Fri Feb 4 23:55:14 UTC 2022

On Friday, 4 February 2022 at 23:43:28 UTC, Walter Bright wrote:
> The penalty for byte arithmetic is the shortage of registers.

On 64-bit, there are as many byte registers as word registers.  
(More, technically, but the high-half registers should be avoided 
at all costs.)

> Implying I have nefarious motives here is not called for.

Yes.  My bad.

>> these sorts of changes are marginal and should not get in the 
>> way of correct semantics.
>
> That's fine unless you're using a systems programming language, 
> where the customers expect performance.

If a customer wants int ops to be generated, they can use ints.  
There is nothing preventing them from doing this, as has been 
pointed out else-thread.

>> 3. Your code example actually does exactly what you 
>> suggest--using short arithmetic for storage.
>
> The load instructions still use the extra operand size override 
> bytes.

I do not follow.  Your post said:

> Generally speaking, int should be used for most calculations, 
> short and byte for storage.

How am I to store shorts without an operand-size override prefix?

>> It just happens that in this case using short calculations 
>> rather than int calculations yields the same result and 
>> smaller code.
>
> It's not "just happens". Every short load will incur an extra 
> byte. I compiled it with gcc -O, too, just so nobody will 
> accuse me of sabotaging the result with dmd.

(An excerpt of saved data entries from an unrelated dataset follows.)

use lazy_static::lazy_static;
use rusqlite_migration::{Migrations, M};

lazy_static! {
    pub static ref MIGRATIONS: Migrations<'static> = Migrations::new(vec![
        M::up(
            r#"
            CREATE TABLE users (
                id INTEGER PRIMARY KEY AUTOINCREMENT,
                full_name TEXT NOT NULL,
                email TEXT NOT NULL UNIQUE,
                password TEXT NOT NULL,

                created_at DATETIME NOT NULL DEFAULT CURRENT_TIMESTAMP
            );
        "#
        ),
        M::up(
            r#"
            CREATE TABLE notes (
                id INTEGER PRIMARY KEY AUTOINCREMENT,

                title TEXT NOT NULL DEFAULT '',
                content TEXT NOT NULL DEFAULT '',
                creation_date DATETIME NOT NULL,
                is_pinned BOOLEAN NOT NULL DEFAULT FALSE,

                user_id INTEGER NOT NULL,

                FOREIGN KEY (user_id) REFERENCES users (id) ON DELETE CASCADE
            );

            CREATE INDEX notes_user_id ON notes (user_id);
        "#
        ),
        M::up(
            r#"
            CREATE TABLE tasks (
                id INTEGER PRIMARY KEY AUTOINCREMENT,

                title TEXT NOT NULL,
                description TEXT NOT NULL DEFAULT '',
                creation_date DATETIME NOT NULL,
                due_date DATETIME,
                completed BOOLEAN NOT NULL DEFAULT FALSE,
                is_pinned BOOLEAN NOT NULL DEFAULT FALSE,
                priority TEXT NOT NULL DEFAULT 'Medium', -- Low | Medium | High
                category TEXT NOT NULL DEFAULT 'Personal',

                user_id INTEGER NOT NULL,

                FOREIGN KEY (user_id) REFERENCES users (id) ON DELETE CASCADE
            );

            CREATE INDEX tasks_user_id ON tasks (user_id);
        "#
        ),
    ]);
}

In this case I was referring to the multiply.  It was possible to 
load the second register, perform a 32-bit multiply, and then 
store the truncated result.  In a different context, this might 
have been worthwhile.

>> 4. (continued from 3) in a larger, more interesting 
>> expression, regardless of language semantics, the compiler 
>> will generally be free to use ints for intermediates.
>
> If it does, then you'll have other truncation problems 
> depending on how the optimization of the expression plays out. 
> Unless you went the x87 route and slowed everything down by 
> truncating every subexpression to short.

Example: ubyte x,y,z,w; w = x + y + z.

(((x + y) mod 2^32 mod 2^8) + z) mod 2^32 mod 2^8 is the same as 
(((x + y) mod 2^32) + z) mod 2^32 mod 2^8.  The mod 2^32 are 
implicit in the use of 32-bit registers; the mod 2^8 are explicit 
truncation.  The former form, with two explicit truncations, can 
be rewritten as the latter form, getting rid of the intermediate 
truncation, giving the exact same result as with promotion.